Nobeltec had been bought and sold many times over the years. It's a shame. It was created in the mid-90's by a fantastic developer named Dave Steckler. He had the first real, released product that could quilt together raster charts into a seamless view. It was magic at the time and changed everything for navigation software because it no longer meant having to navigate chart-to-chart, falling off the edge as you approached it. I was lucky to live 35 miles from Dennis Mills at the time who I got to know. Dennis developed and sold a product called The Cap'n. Nobeltec sent The Cap'n down a slide that it was never going to recover from. In my opinion, Dennis was an OK developer - it wasn't his passion and he sort of fell into being a developer because he wanted the product for his own use. This new age of Nobeltec had high-end developers dedicated to writing fantastic software with new capabilities that Dennis couldn't match. That said, Dennis is certainly another grandfather of this industry that most people have never heard of. Maptech experienced a similar slide (I wrote 3 products that Maptech sold exclusively) - I got to see the internals of their explosion which is another valuable story - who knew they were funded by the owner of Land's End?
Anyway, Dave Steckler cashed out, bought a plane, and I believe he's out flying around the Puget Sounds these days. Nobeltec was eventually owned by C-Map. C-Map was purchased by Jeppesen. Jeppesen was purchased by Boeing. The result of all of this was that the heart of Nobeltec was gone. Then a couple of years ago, Signet decided that perhaps Nobeltec was a way to get into the US market in a bigger way. Nobeltec did pretty well previously in the US but never had a strong presence in Europe. MaxSea was just the opposite marketing-wise.

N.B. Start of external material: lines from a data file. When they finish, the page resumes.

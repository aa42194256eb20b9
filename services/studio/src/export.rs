//! services/studio/src/export.rs
//!
//! Writes a story to a directory: the JSON snapshot plus one file per inline
//! page image. Pages whose image is a render URL keep the URL in the snapshot.

use std::fs;
use std::path::{Path, PathBuf};

use base64::{engine::general_purpose::STANDARD, Engine as _};
use kidsmart_core::{ImageRef, Story};
use tracing::{debug, warn};

use crate::error::StudioError;

/// Splits a `data:` URI into its mime type and decoded bytes.
pub fn decode_inline(image: &ImageRef) -> Option<(String, Vec<u8>)> {
    let rest = image.as_str().strip_prefix("data:")?;
    let (mime, data) = rest.split_once(";base64,")?;
    match STANDARD.decode(data) {
        Ok(bytes) => Some((mime.to_string(), bytes)),
        Err(e) => {
            warn!(error = %e, "inline image is not valid base64");
            None
        }
    }
}

fn extension(mime: &str) -> &'static str {
    match mime {
        "image/jpeg" => "jpg",
        "image/webp" => "webp",
        _ => "png",
    }
}

/// Returns every file written, snapshot first.
pub fn export_story(story: &Story, dir: &Path) -> Result<Vec<PathBuf>, StudioError> {
    fs::create_dir_all(dir)?;

    let snapshot = dir.join("story.json");
    let json = serde_json::to_string_pretty(story)
        .map_err(|e| StudioError::Internal(format!("story snapshot: {e}")))?;
    fs::write(&snapshot, json)?;
    let mut written = vec![snapshot];

    for (index, page) in story.pages.iter().enumerate() {
        let Some((mime, bytes)) = page.image_ref.as_ref().and_then(decode_inline) else {
            continue;
        };
        let path = dir.join(format!("page-{}.{}", index + 1, extension(&mime)));
        fs::write(&path, bytes)?;
        debug!(path = %path.display(), "page image exported");
        written.push(path);
    }
    Ok(written)
}

#[cfg(test)]
mod tests {
    use super::*;
    use kidsmart_core::StoryPage;

    #[test]
    fn inline_pages_become_files() {
        let mut drawn = StoryPage::new("Trang một", "a rabbit");
        drawn.image_ref = Some(ImageRef::inline("image/jpeg", &STANDARD.encode(b"jpeg-bytes")));
        let mut linked = StoryPage::new("Trang hai", "a school");
        linked.image_ref = Some(ImageRef::url("https://pollinations.ai/p/x"));
        let blank = StoryPage::new("Trang ba", "a garden");
        let story = Story::new("Bé Thỏ đi học", vec![drawn, linked, blank]);

        let dir = tempfile::tempdir().unwrap();
        let written = export_story(&story, dir.path()).unwrap();

        assert_eq!(written.len(), 2);
        assert_eq!(fs::read(dir.path().join("page-1.jpg")).unwrap(), b"jpeg-bytes");
        let snapshot = fs::read_to_string(dir.path().join("story.json")).unwrap();
        assert!(snapshot.contains("https://pollinations.ai/p/x"));
    }

    #[test]
    fn urls_and_garbage_are_not_decoded() {
        assert!(decode_inline(&ImageRef::url("https://img/1")).is_none());
        assert!(decode_inline(&ImageRef::inline("image/png", "@@not base64@@")).is_none());
    }
}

So Signet purchased Nobeltec and retired their older, problematic software (VNS, which had a huge US following with Joe as an example). Trident and Odyssey were rebranded MaxSea Time Zero software with a US slant. And while MaxSea supported Furuno networks, radars, and other specialty Furuno hardware, Nobeltec would be more open and have other radar and instrument support. Mostly though, I think Nobeltec is MaxSea's marketing arm for the US market. It's not a bad strategy and everyone involved that I've met is truly dedicated to producing great products. Nobeltec and both Trident/Odyssey are licensees of ActiveCaptain today too.
So there is some Furuno ownership with the parent company. But if anything, that provides a great deal of stability as all of this moves forward.

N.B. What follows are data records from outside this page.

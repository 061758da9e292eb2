use std::collections::VecDeque;
use std::sync::atomic::{AtomicUsize, Ordering};
use std::sync::{Arc, Mutex};
use std::time::Duration;

use async_trait::async_trait;
use pulsebus::{
    AppEvent, BoxError, Config, Connectivity, DeliveryError, JitterPolicy, Payload, Runtime,
    TelemetryEvent, TelemetrySink, UiEvent,
};

/// Answers with scripted HTTP statuses, then 200.
#[derive(Default)]
struct StatusSink {
    statuses: Mutex<VecDeque<u16>>,
    calls: Mutex<Vec<String>>,
}

impl StatusSink {
    fn new(statuses: &[u16]) -> Self {
        Self {
            statuses: Mutex::new(statuses.iter().copied().collect()),
            ..Self::default()
        }
    }

    fn calls(&self) -> Vec<String> {
        self.calls.lock().unwrap().clone()
    }
}

#[async_trait]
impl TelemetrySink for StatusSink {
    async fn deliver(&self, batch: &[TelemetryEvent]) -> Result<(), DeliveryError> {
        self.calls
            .lock()
            .unwrap()
            .extend(batch.iter().map(|e| e.name.clone()));
        let status = self.statuses.lock().unwrap().pop_front().unwrap_or(200);
        match DeliveryError::from_status(status) {
            None => Ok(()),
            Some(err) => Err(err),
        }
    }
}

fn config() -> Config {
    let mut cfg = Config::default();
    cfg.dispatch.retry = cfg.dispatch.retry.with_jitter(JitterPolicy::None);
    cfg
}

async fn wait_until(mut done: impl FnMut() -> bool) {
    for _ in 0..300 {
        if done() {
            return;
        }
        tokio::time::sleep(Duration::from_millis(100)).await;
    }
    panic!("condition not reached");
}

#[tokio::test(start_paused = true)]
async fn cta_click_survives_sink_outage() {
    let sink = Arc::new(StatusSink::new(&[503, 503, 503]));
    let rt = Runtime::builder(config()).with_sink(sink.clone()).build();

    let hits = Arc::new(AtomicUsize::new(0));
    let counter = Arc::clone(&hits);
    rt.ui().subscribe_fn(UiEvent::CtaClicked, "funnel", move |_k, _p| {
        let counter = Arc::clone(&counter);
        async move {
            counter.fetch_add(1, Ordering::SeqCst);
            Ok(())
        }
    });

    let started = tokio::time::Instant::now();
    let report = rt
        .ui()
        .emit(
            UiEvent::CtaClicked,
            Payload::new("hero").with("ctaLabel", "Join the waitlist").with("ctaUrl", "/waitlist"),
        )
        .await
        .unwrap();
    assert_eq!(report.delivered, 1);
    assert_eq!(hits.load(Ordering::SeqCst), 1);

    let mut peak_depth = 0;
    wait_until(|| {
        peak_depth = peak_depth.max(rt.reporter().dispatcher_health().queue_depth);
        sink.calls().len() == 4
    })
    .await;
    assert_eq!(peak_depth, 0);

    assert!(started.elapsed() >= Duration::from_millis(7000));
    assert_eq!(sink.calls(), vec!["cta_clicked"; 4]);
    let health = rt.reporter().dispatcher_health();
    assert_eq!(health.queue_depth, 0);
    assert!(health.healthy);
}

#[tokio::test(start_paused = true)]
async fn offline_events_flush_on_reconnect() {
    let sink = Arc::new(StatusSink::default());
    let rt = Runtime::builder(config()).with_sink(sink.clone()).build();
    let net = Connectivity::default();
    let watcher = rt.watch_connectivity(net.subscribe());

    net.set_online(false);
    wait_until(|| !rt.dispatcher().is_online()).await;

    rt.app()
        .emit(AppEvent::WaitlistSignupStarted, Payload::new("hero"))
        .await
        .unwrap();
    rt.app()
        .emit(AppEvent::DreamModeStarted, Payload::new("dream").with("scenario", "beach"))
        .await
        .unwrap();
    wait_until(|| rt.dispatcher().queue_depth() == 2).await;
    assert!(sink.calls().is_empty());
    assert!(!rt.reporter().snapshot().dispatcher.online);

    net.set_online(true);
    wait_until(|| rt.dispatcher().queue_depth() == 0).await;

    let mut calls = sink.calls();
    calls.sort();
    assert_eq!(calls, vec!["dream_mode_started", "waitlist_signup_started"]);

    rt.shutdown();
    watcher.await.unwrap();
}

#[tokio::test]
async fn listener_failure_is_reported_not_raised() {
    let sink = Arc::new(StatusSink::default());
    let rt = Runtime::builder(config()).with_sink(sink.clone()).build();

    rt.app().subscribe_fn(AppEvent::SignupFailed, "toast", |_k, _p| async {
        Err::<(), BoxError>("TypeError: cannot read properties of undefined (render)".into())
    });

    let report = rt
        .app()
        .emit(AppEvent::SignupFailed, Payload::new("form").with("reason", "duplicate"))
        .await
        .unwrap();
    assert_eq!(report.failed, 1);

    let internal = rt.reporter().app_history(Some(AppEvent::InternalError));
    assert_eq!(internal.len(), 1);
    assert_eq!(
        internal[0].payload.get("severity").and_then(|v| v.as_str()),
        Some("high")
    );

    let err = rt
        .app()
        .emit(AppEvent::SignupFailed, Payload::new("form"))
        .await
        .unwrap_err();
    assert_eq!(err.as_label(), "validation_missing_field");
}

Looking forward, MaxSea/Nobeltec recently released iPad versions of their software. This is quite interesting too - and it's a free download which everyone should try. The Nobeltec version has detailed demo charts for Miami so you can see what it's all about. It turns out that iPads have the same type of GPU found on PC's today. MaxSea developers expanded their software to writing specialty software for that GPU to take advantage of the 3D and graphic performance of the chip. The result is pretty incredible.